Sulle tracce di Rutilio Namaziano. Il «De Reditu» fra storia, archeologia e attualità

Sulle tracce di Rutilio Namaziano. Il «De Reditu» fra storia, archeologia e attualità

Fra le ultime settimane di ottobre e i primi giorni di novembre del 417 d.C. un piccolo corteo di barconi navigò da Portus, il porto di Roma, verso nord costeggiando le rive del Tirreno. Portava un senatore romano di origine gallica, Claudio Rutilio Namaziano, che aveva la stringente esigenza di tornare nelle sue terre poste nei pressi di Tolosa: anche in Gallia, come nel 410 nella sua amata Roma, le scorrerie dei Visigoti avevano lasciato ferite profonde.

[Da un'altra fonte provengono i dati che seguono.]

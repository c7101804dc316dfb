//! Pull request and commit records consumed by the disposition engine.

use serde::{Deserialize, Serialize};
use std::fmt;

use super::ids::{PrNumber, RepoId, Sha};

/// Identifies the pull request under evaluation.
///
/// Built once from the triggering webhook and never modified.
#[derive(Debug, Clone, PartialEq, Eq, Serialize, Deserialize)]
pub struct PullRequestRef {
    /// The repository the pull request belongs to.
    pub repo: RepoId,
    /// The pull request number.
    pub number: PrNumber,
    /// Login of the pull request author.
    pub author: String,
    /// Head commit of the pull request when the event was sent.
    pub head_sha: Sha,
}

impl PullRequestRef {
    /// Returns the debounce key for this pull request.
    pub fn key(&self) -> PrKey {
        PrKey {
            repo: self.repo.clone(),
            number: self.number,
        }
    }
}

/// `owner/repo#number`, the identity used by the debounce cache.
#[derive(Debug, Clone, PartialEq, Eq, Hash)]
pub struct PrKey {
    pub repo: RepoId,
    pub number: PrNumber,
}

impl fmt::Display for PrKey {
    fn fmt(&self, f: &mut fmt::Formatter<'_>) -> fmt::Result {
        write!(f, "{}{}", self.repo, self.number)
    }
}

/// Author identity recorded in a commit.
///
/// GitHub may omit either field, so both are optional.
#[derive(Debug, Clone, Default, PartialEq, Eq, Serialize, Deserialize)]
pub struct CommitAuthor {
    pub name: Option<String>,
    pub email: Option<String>,
}

impl CommitAuthor {
    pub fn new(name: impl Into<String>, email: impl Into<String>) -> Self {
        CommitAuthor {
            name: Some(name.into()),
            email: Some(email.into()),
        }
    }
}

/// One fully fetched commit of a pull request.
#[derive(Debug, Clone, PartialEq, Eq, Serialize, Deserialize)]
pub struct CommitRecord {
    pub sha: Sha,
    /// Full commit message, including the body.
    pub message: String,
    pub author: CommitAuthor,
    /// Lines added plus lines deleted.
    pub total_changes: u64,
}
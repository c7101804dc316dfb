//! issuebot - a GitHub bot that requires pull requests to reference an issue.
//!
//! Every pull request needs at least one commit linking a tracking issue,
//! unless it is a revert, authored by a bot, tagged as cleanup, tiny, or
//! explicitly deferred with `skip-issuebot` (which files a placeholder issue).
//! Failing pull requests get a `failure` commit status.

pub mod check;
pub mod config;
pub mod debounce;
pub mod effects;
pub mod github;
pub mod policy;
pub mod server;
pub mod types;
pub mod webhooks;

#[cfg(test)]
pub(crate) mod test_utils;
//! The ranked reasons a pull request passes or fails the issue-link check.

use serde::{Deserialize, Serialize};
use std::fmt;

/// Why a pull request is, or is not, acceptable.
///
/// Variants are declared weakest first, so the derived `Ord` is the
/// precedence order: when several commits disagree, the greatest wins.
#[derive(Debug, Clone, Copy, PartialEq, Eq, PartialOrd, Ord, Hash, Serialize, Deserialize)]
#[serde(rename_all = "snake_case")]
pub enum Disposition {
    /// No acceptable reason found.
    Failed,
    /// A commit asked to skip the check (`skip-issuebot`).
    Skipped,
    /// A commit declared itself cleanup (`#cleanup`).
    Cleanup,
    /// The whole pull request changes fewer lines than the threshold.
    SmallDiff,
    /// A commit reverts an earlier commit.
    Revert,
    /// A commit was written by an automation bot.
    BotAuthored,
    /// A commit links to an issue.
    IssueLinked,
}

impl Disposition {
    /// Returns true for every disposition except [`Disposition::Failed`].
    pub fn passes(self) -> bool {
        self != Disposition::Failed
    }

    /// Returns true once no later commit could change the outcome enough to
    /// be worth fetching.
    ///
    /// `Skipped` is not final: a later commit may still carry a
    /// real issue link, which is preferred over filing a stub.
    pub fn is_conclusive(self) -> bool {
        self > Disposition::Skipped
    }

    pub fn as_str(self) -> &'static str {
        match self {
            Disposition::Failed => "failed",
            Disposition::Skipped => "skipped",
            Disposition::Cleanup => "cleanup",
            Disposition::SmallDiff => "small_diff",
            Disposition::Revert => "revert",
            Disposition::BotAuthored => "bot_authored",
            Disposition::IssueLinked => "issue_linked",
        }
    }
}

impl fmt::Display for Disposition {
    fn fmt(&self, f: &mut fmt::Formatter<'_>) -> fmt::Result {
        f.write_str(self.as_str())
    }
}

#[cfg(test)]
mod tests {
    use super::*;

    #[test]
    fn precedence_order() {
        use Disposition::*;
        let ordered = [
            Failed,
            Skipped,
            Cleanup,
            SmallDiff,
            Revert,
            BotAuthored,
            IssueLinked,
        ];
        for pair in ordered.windows(2) {
            assert!(pair[0] < pair[1], "{} should rank below {}", pair[0], pair[1]);
        }
    }

    #[test]
    fn only_failed_fails() {
        assert!(!Disposition::Failed.passes());
        assert!(Disposition::Skipped.passes());
        assert!(Disposition::IssueLinked.passes());
    }

    #[test]
    fn skipped_is_not_conclusive() {
        assert!(!Disposition::Failed.is_conclusive());
        assert!(!Disposition::Skipped.is_conclusive());
        assert!(Disposition::Cleanup.is_conclusive());
        assert!(Disposition::IssueLinked.is_conclusive());
    }
}
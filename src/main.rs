use anyhow::Context;
use clap::Parser;
use tracing_subscriber::{layer::SubscriberExt, util::SubscriberInitExt};

use issuebot::check::PullRequestChecker;
use issuebot::config::Config;
use issuebot::github::OctocrabFactory;
use issuebot::server::{AppState, build_router};
use issuebot::webhooks::WebhookSecret;

#[tokio::main]
async fn main() -> anyhow::Result<()> {
    tracing_subscriber::registry()
        .with(
            tracing_subscriber::EnvFilter::try_from_default_env()
                .unwrap_or_else(|_| "issuebot=info,tower_http=info".into()),
        )
        .with(tracing_subscriber::fmt::layer())
        .init();

    // octocrab's TLS stack needs a process-wide provider; a second install is harmless.
    let _ = rustls::crypto::ring::default_provider().install_default();

    let config = Config::parse();
    let policy = config.policy().context("invalid configuration")?;
    if let Some(pattern) = &policy.bot_pattern {
        tracing::info!(pattern = %pattern.as_str(), "bot author matching enabled");
    }

    let factory =
        OctocrabFactory::from_token(config.github_token.clone()).context("building GitHub client")?;
    let state = AppState::new(
        WebhookSecret::new(config.webhook_secret.clone()),
        factory,
        PullRequestChecker::new(policy),
        config.evaluation_timeout(),
    );
    let app = build_router(state);

    let listener = tokio::net::TcpListener::bind(config.listen)
        .await
        .with_context(|| format!("binding {}", config.listen))?;
    tracing::info!(addr = %config.listen, "issuebot is listening");

    axum::serve(listener, app)
        .with_graceful_shutdown(shutdown_signal())
        .await
        .context("serving HTTP")?;

    tracing::info!("issuebot stopped");
    Ok(())
}

async fn shutdown_signal() {
    match tokio::signal::ctrl_c().await {
        Ok(()) => tracing::info!("shutting down"),
        Err(e) => {
            tracing::error!(error = %e, "failed to listen for shutdown signal");
            std::future::pending::<()>().await;
        }
    }
}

Si tratta di un evento minimo, privato, che sarebbe stato condannato all'immediato oblio se Rutilio non avesse avuto il desiderio e soprattutto la possibilità di narrare quel viaggio in una breve opera in versi: il De Reditu Suo. L'autore visse quel ritorno come un esilio, e il testo che lo racconta non è tanto una descrizione di luoghi, quanto un viaggio interiore e una testimonianza ancora oggi ricca di spunti di riflessione.